Uniqueness of the Solution to the Dirichlet Problem for the Poisson Equation

Theorem¹

Let’s assume that $\Omega \subset \mathbb{R}^n$ is open and bounded. And let $g \in C(\partial \Omega)$, $f \in C(\Omega)$. Then in the Dirichlet problem of the Poisson equation as below, the solution $u \in C^2(\Omega) \cap C(\bar{\Omega})$, if exists, is unique (=at most one exists).

$$ \begin{equation} \left\{ \begin{aligned} -\Delta u &= f && \text{in } \Omega \\ u &= g && \text{on }\partial \Omega \end{aligned} \right. \label{eq1} \end{equation} $$

Proof

Suppose two functions $u,\ \tilde{u} \in C^2(\Omega) \cap C(\bar{\Omega})$ satisfy $\eqref{eq1}$. And define function $w :=u-\tilde{u}$. Then because of $\Omega$, $\Delta w=\Delta u- \Delta \tilde{u}=f-f=0$ implies that $w$ is harmonic in $\Omega$.

Maximum Principle for Harmonic Functions

For a harmonic function $u$, the following holds:

$$ \max \limits_{\bar{\Omega}} u = \max \limits_{\partial \Omega} u \quad \left( \mathrm{or} \quad \min \limits_{\bar{\Omega}} u= \min \limits_{\partial \Omega} u \right) $$

Thus, by the Maximum Principle, the following holds.

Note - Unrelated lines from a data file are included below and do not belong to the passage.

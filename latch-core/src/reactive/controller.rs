//! Controller Implementation
//!
//! A [`Controller`] is the only way to inject activations into a graph. It
//! owns an observable and exposes `set` and `reset`.
//!
//! # Semantics
//!
//! - `set(value)` on an inactive controller activates it, entering every
//!   watcher in registration order.
//! - `set(value)` on an active controller first runs a full reset and then
//!   activates with `value`, even when `value` equals the current value.
//! - `reset()` on an active controller exits every watcher in reverse
//!   registration order. On an inactive controller it does nothing.
//!
//! Calls made from inside a watcher while the controller is transitioning
//! are queued and applied right after the current transition completes.

use std::fmt;
use std::ops::Deref;

use tracing::error;

use super::node::{Node, Transition};
use super::observable::Observable;
use crate::config::ReactiveConfig;
use crate::error::Result;

/// A mutable activation source.
///
/// Dereferences to [`Observable`], so `watch` and the combinators can be
/// called on a controller directly.
///
/// # Example
///
/// ```rust
/// use latch_core::{scope, Controller};
///
/// let page: Controller<String> = Controller::new();
/// page.watch(|url: &String| {
///     println!("loading {url}");
///     scope::on_close(|| println!("unloading"))
/// });
///
/// page.set("https://example.com".to_string()); // loading ...
/// page.set("https://example.org".to_string()); // unloading, loading ...
/// page.reset();                                 // unloading
/// ```
pub struct Controller<T> {
    observable: Observable<T>,
}

impl<T> Controller<T>
where
    T: Clone + 'static,
{
    /// Create an inactive controller with the default configuration.
    pub fn new() -> Self {
        Self::with_config(ReactiveConfig::default())
    }

    /// Create an inactive controller with the given configuration.
    pub fn with_config(config: ReactiveConfig) -> Self {
        Self {
            observable: Observable::from_node(Node::new(config)),
        }
    }

    /// Activate with `value`, replacing any current activation.
    ///
    /// A runaway reentrancy loop is logged and otherwise ignored; use
    /// [`try_set`](Self::try_set) to observe it.
    pub fn set(&self, value: T) {
        if let Err(err) = self.try_set(value) {
            error!(node = %self.observable.id(), %err, "set failed");
        }
    }

    /// Activate with `value`, reporting a runaway reentrancy loop.
    pub fn try_set(&self, value: T) -> Result<()> {
        self.observable.node.submit(Transition::Activate(value))
    }

    /// `Some(value)` behaves as [`set`](Self::set), `None` as
    /// [`reset`](Self::reset).
    pub fn set_or_reset(&self, value: Option<T>) {
        match value {
            Some(value) => self.set(value),
            None => self.reset(),
        }
    }

    /// Deactivate, closing every open watcher scope.
    pub fn reset(&self) {
        if let Err(err) = self.try_reset() {
            error!(node = %self.observable.id(), %err, "reset failed");
        }
    }

    /// Deactivate, reporting a runaway reentrancy loop.
    pub fn try_reset(&self) -> Result<()> {
        self.observable.node.submit(Transition::Deactivate)
    }

    /// A read-only handle to this controller's activation state.
    pub fn observable(&self) -> Observable<T> {
        self.observable.clone()
    }
}

impl<T> Default for Controller<T>
where
    T: Clone + 'static,
{
    fn default() -> Self {
        Self::new()
    }
}

impl<T> Deref for Controller<T> {
    type Target = Observable<T>;

    fn deref(&self) -> &Observable<T> {
        &self.observable
    }
}

impl<T> fmt::Debug for Controller<T>
where
    T: Clone + fmt::Debug + 'static,
{
    fn fmt(&self, f: &mut fmt::Formatter<'_>) -> fmt::Result {
        f.debug_tuple("Controller").field(&self.observable).finish()
    }
}
//! Activation Primitives
//!
//! This module implements the propagation engine: controllers, observables,
//! scopes and the combinators that compose them.
//!
//! # Concepts
//!
//! ## Activations
//!
//! An observable is either inactive or active with exactly one value. An
//! activation ends before the next one begins; there is never an in-place
//! update.
//!
//! ## Scopes
//!
//! A watcher attaches a scope factory to an observable. On each activation
//! the factory opens a scope; on deactivation the scope is closed. Entry
//! follows registration order and exit runs in reverse.
//!
//! ## Controllers
//!
//! A controller is the mutable source of a graph. `set` and `reset` on a
//! controller synchronously run every affected entry and exit before
//! returning.
//!
//! ## Combinators
//!
//! `and`, `not`, `transform` and `filter` derive new observables by
//! watching existing ones. Composition is watcher-of-watcher, so the
//! ordering rules above hold across the whole graph.
//!
//! # Implementation Notes
//!
//! Everything is single-threaded: nodes are shared with `Rc` and guarded by
//! `RefCell`, so none of these types are `Send`. Reentrant `set`/`reset`
//! calls made from inside a watcher are queued on the node and applied once
//! the in-flight transition completes.

mod both;
mod combinators;
mod controller;
mod node;
mod observable;
pub mod pair;
pub mod scope;
mod subscriber;

pub use both::Both;
pub use controller::Controller;
pub use observable::Observable;
pub use scope::{BoxedScope, OnClose, Scope, ScopeFactory};
pub use subscriber::{NodeId, WatcherId};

$$ \max \limits_{\bar{\Omega}} w = \max \limits_{\partial \Omega} w $$

But given the boundary conditions, $w=g-g=0 \text{ in } \partial \Omega$, hence we get:

$$ \max \limits_{\bar{\Omega}} w = \max \limits_{\partial \Omega} w=0 $$

By the same logic, we also obtain:

$$ \min \limits_{\bar{\Omega}} w = \min \limits_{\partial \Omega} w =0 $$

Therefore, because in $\bar{\Omega}$, $w=u-\tilde{u}=0$,

$$ u=\tilde{u} \text{ in } \bar{\Omega} $$

■